It’s the concept of redistribution itself that is the problem. Thinking we need “redistribution” is a great root of evil. Neither you nor I is the master of the question who “should” have what. There is no moral basis for anointing anyone, or any institution, to that position.
We can tax ourselves to buld roads for the common good, and we can tax ourselves to provide relief for those who are suffering and in need. We can call doing the latter compassion, or we can call it enlightened self-interest, which is where a lot of republican capitalists would put it.
But the proposition changes when it becomes a search for “redistribution.” That proposition posits NOT that we are seeking to relieve suffering out of compassion or a view of the communal good, but that we imagine having an authority that can prescribe remuneration and level of wealth for everyone.
It’s pointless to say that’s not what “redistribution” is about. Of course it is. It’s inherently, and by definition, about imposing an idea of how much everyone should have on the people. The very urge to redistribute comes from the positing of such an idea. If no such idea were in view, there would be no one arguing for “redistribution.”
It cannot be done non-obnoxiously. Taxing and paying for roads or a military is not “redistribution,” it’s the purchase of goods and services. The intent to redistribute is what’s obnoxious, and it can only be done through obnoxious means.
October 24th, 2009 at 3:36 pm
@fuster, are you implying that a voluntary redistribution of wealth is/might be moral/sensible and thus the various schemes for compulsion amount to a basket of red herrings?
Recall that it was Ø who wanted to reduce the charitable deduction for the wealthy. If my goal were to establish that “pure,” uncompensated altruism is a good thing but the rich cannot be relied on to engage in it, that’s where I’d start.
The question then becomes, is compulsory state-imposed altruism any “purer” than the tax-deductible kind? I would say even less so. And that’s leaving aside Gilder’s claim that capitalism itself is inherently altruostic, and Hayek’s that statism is slavery.
Apropos Barbara’s post, I’d be surprised and dismayed if most adult blacks go through life thinking whitey owes them a living based on their hue.

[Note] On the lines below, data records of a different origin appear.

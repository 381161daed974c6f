//! Domain layer: target tree values, annotation, erasure and rendering
//!
//! This layer is independent of external concerns (no I/O, no CLI, no config loading).

pub mod annotation;
pub mod entities;
pub mod error;
pub mod options;
pub mod path;
pub mod render;
pub mod transform;
pub mod value;

pub use annotation::{
    annotate, annotation_of, is_annotated, shallow_annotate, zip_help, Annotated, Annotator,
};
pub use entities::HelpEntry;
pub use error::{DomainError, DomainResult};
pub use options::{throw_message, HelpOptions, DEFAULT_HEADER};
pub use path::{format_attr_path, parse_attr_path};
pub use render::{render, render_entry, sort_entries};
pub use transform::{collect_help_entries, erase, rewrite, Rewrite};
pub use value::{Artifact, Attrs, Thunk, Value, MAX_FORCE_DEPTH};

October 24th, 2009 at 3:38 pm
@ J.E. Dyer:
I second your “of course.” It seems so obvious, but I talk to people every day who have no clue.
Well, don’t we all.
October 24th, 2009 at 3:38 pm
@ Seth Halpern:
Really? Maybe you couldn’t get most of them to say they are owed a living based on their color, but if you take it down a notch, say, owe them extra consideration for that job, extra consideration for that slot in medical school or law school or any school, you would be hard pressed to find any people of color who would not agree to that premise.
Most blacks, if their allegiance to the Democrat party is any indication, believe that “whitey” owes them for the injustices suffered by previous generations, and by extension, their own putative (and collective) lower economic station in life.
Seth, you just have to go to one Ward Connerly talk and hear the students call him an Uncle Tom for advocating redirecting educational resources to high schools in poor neighborhoods and to economically disadvantaged students without regard to color. As a group, African-Americans know that they can’t compete for compassion if you take color out of the equation.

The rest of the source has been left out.